— YOUR GOAL —
Extract the full listing below without altering a single character.
*****
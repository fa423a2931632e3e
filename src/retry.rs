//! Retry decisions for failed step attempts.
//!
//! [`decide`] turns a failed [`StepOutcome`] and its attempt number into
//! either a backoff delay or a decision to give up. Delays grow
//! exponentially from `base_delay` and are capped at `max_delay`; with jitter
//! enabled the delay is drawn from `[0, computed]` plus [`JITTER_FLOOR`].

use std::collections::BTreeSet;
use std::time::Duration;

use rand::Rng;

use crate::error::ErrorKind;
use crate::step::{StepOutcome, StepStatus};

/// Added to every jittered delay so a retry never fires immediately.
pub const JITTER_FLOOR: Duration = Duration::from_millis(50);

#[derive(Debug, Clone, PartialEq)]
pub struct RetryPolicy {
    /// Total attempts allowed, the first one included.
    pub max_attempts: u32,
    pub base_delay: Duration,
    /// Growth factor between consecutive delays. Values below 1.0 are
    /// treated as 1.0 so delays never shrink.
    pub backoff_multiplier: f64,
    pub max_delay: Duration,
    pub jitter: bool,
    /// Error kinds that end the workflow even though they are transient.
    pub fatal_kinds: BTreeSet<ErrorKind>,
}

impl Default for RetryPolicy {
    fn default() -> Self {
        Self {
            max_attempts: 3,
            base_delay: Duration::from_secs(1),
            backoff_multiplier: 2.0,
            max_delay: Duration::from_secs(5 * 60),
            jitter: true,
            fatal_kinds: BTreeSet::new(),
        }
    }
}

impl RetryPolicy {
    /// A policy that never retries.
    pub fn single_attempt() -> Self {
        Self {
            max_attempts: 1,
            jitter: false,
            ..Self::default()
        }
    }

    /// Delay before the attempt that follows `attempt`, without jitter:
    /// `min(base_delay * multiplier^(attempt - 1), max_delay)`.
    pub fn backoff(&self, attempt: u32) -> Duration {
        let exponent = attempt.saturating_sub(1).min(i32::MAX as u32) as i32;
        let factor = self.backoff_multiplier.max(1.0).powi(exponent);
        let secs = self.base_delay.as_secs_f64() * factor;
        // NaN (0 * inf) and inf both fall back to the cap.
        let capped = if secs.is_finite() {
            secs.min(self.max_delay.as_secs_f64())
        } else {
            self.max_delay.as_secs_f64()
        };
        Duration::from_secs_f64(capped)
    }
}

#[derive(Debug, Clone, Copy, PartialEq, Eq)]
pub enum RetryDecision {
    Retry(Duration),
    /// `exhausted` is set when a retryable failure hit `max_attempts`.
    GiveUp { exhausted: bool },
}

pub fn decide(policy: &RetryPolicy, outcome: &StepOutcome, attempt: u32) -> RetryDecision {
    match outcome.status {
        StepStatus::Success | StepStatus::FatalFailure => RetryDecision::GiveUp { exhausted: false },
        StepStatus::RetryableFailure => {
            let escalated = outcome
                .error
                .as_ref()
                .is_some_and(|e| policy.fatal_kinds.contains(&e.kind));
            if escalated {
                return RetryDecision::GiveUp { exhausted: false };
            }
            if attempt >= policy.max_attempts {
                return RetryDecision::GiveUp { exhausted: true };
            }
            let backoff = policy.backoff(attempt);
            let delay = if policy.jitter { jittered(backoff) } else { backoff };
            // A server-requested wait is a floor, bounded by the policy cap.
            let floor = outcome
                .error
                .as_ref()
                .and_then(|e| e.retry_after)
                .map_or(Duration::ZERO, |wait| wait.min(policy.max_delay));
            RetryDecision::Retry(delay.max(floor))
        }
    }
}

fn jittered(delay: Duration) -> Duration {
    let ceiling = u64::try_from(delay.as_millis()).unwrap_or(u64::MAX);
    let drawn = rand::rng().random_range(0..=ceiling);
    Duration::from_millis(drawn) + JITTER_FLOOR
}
*****
— TASK RESPONSE —
repository fa423a2931632e3e
filename src/retry.rs
//! Retry decisions for failed step attempts.
//!
//! [`decide`] turns a failed [`StepOutcome`] and its attempt number into
//! either a backoff delay or a decision to give up. Delays grow
//! exponentially from `base_delay` and are capped at `max_delay`; with jitter
//! enabled the delay is drawn from `[0, computed]` plus [`JITTER_FLOOR`].

use std::collections::BTreeSet;
use std::time::Duration;

use rand::Rng;

use crate::error::ErrorKind;
use crate::step::{StepOutcome, StepStatus};

/// Added to every jittered delay so a retry never fires immediately.
pub const JITTER_FLOOR: Duration = Duration::from_millis(50);

#[derive(Debug, Clone, PartialEq)]
pub struct RetryPolicy {
    /// Total attempts allowed, the first one included.
    pub max_attempts: u32,
    pub base_delay: Duration,
    /// Growth factor between consecutive delays. Values below 1.0 are
    /// treated as 1.0 so delays never shrink.
    pub backoff_multiplier: f64,
    pub max_delay: Duration,
    pub jitter: bool,
    /// Error kinds that end the workflow even though they are transient.
    pub fatal_kinds: BTreeSet<ErrorKind>,
}

impl Default for RetryPolicy {
    fn default() -> Self {
        Self {
            max_attempts: 3,
            base_delay: Duration::from_secs(1),
            backoff_multiplier: 2.0,
            max_delay: Duration::from_secs(5 * 60),
            jitter: true,
            fatal_kinds: BTreeSet::new(),
        }
    }
}

impl RetryPolicy {
    /// A policy that never retries.
    pub fn single_attempt() -> Self {
        Self {
            max_attempts: 1,
            jitter: false,
            ..Self::default()
        }
    }

    /// Delay before the attempt that follows `attempt`, without jitter:
    /// `min(base_delay * multiplier^(attempt - 1), max_delay)`.
    pub fn backoff(&self, attempt: u32) -> Duration {
        let exponent = attempt.saturating_sub(1).min(i32::MAX as u32) as i32;
        let factor = self.backoff_multiplier.max(1.0).powi(exponent);
        let secs = self.base_delay.as_secs_f64() * factor;
        // NaN (0 * inf) and inf both fall back to the cap.
        let capped = if secs.is_finite() {
            secs.min(self.max_delay.as_secs_f64())
        } else {
            self.max_delay.as_secs_f64()
        };
        Duration::from_secs_f64(capped)
    }
}

#[derive(Debug, Clone, Copy, PartialEq, Eq)]
pub enum RetryDecision {
    Retry(Duration),
    /// `exhausted` is set when a retryable failure hit `max_attempts`.
    GiveUp { exhausted: bool },
}

pub fn decide(policy: &RetryPolicy, outcome: &StepOutcome, attempt: u32) -> RetryDecision {
    match outcome.status {
        StepStatus::Success | StepStatus::FatalFailure => RetryDecision::GiveUp { exhausted: false },
        StepStatus::RetryableFailure => {
            let escalated = outcome
                .error
                .as_ref()
                .is_some_and(|e| policy.fatal_kinds.contains(&e.kind));
            if escalated {
                return RetryDecision::GiveUp { exhausted: false };
            }
            if attempt >= policy.max_attempts {
                return RetryDecision::GiveUp { exhausted: true };
            }
            let backoff = policy.backoff(attempt);
            let delay = if policy.jitter { jittered(backoff) } else { backoff };
            // A server-requested wait is a floor, bounded by the policy cap.
            let floor = outcome
                .error
                .as_ref()
                .and_then(|e| e.retry_after)
                .map_or(Duration::ZERO, |wait| wait.min(policy.max_delay));
            RetryDecision::Retry(delay.max(floor))
        }
    }
}

fn jittered(delay: Duration) -> Duration {
    let ceiling = u64::try_from(delay.as_millis()).unwrap_or(u64::MAX);
    let drawn = rand::rng().random_range(0..=ceiling);
    Duration::from_millis(drawn) + JITTER_FLOOR
}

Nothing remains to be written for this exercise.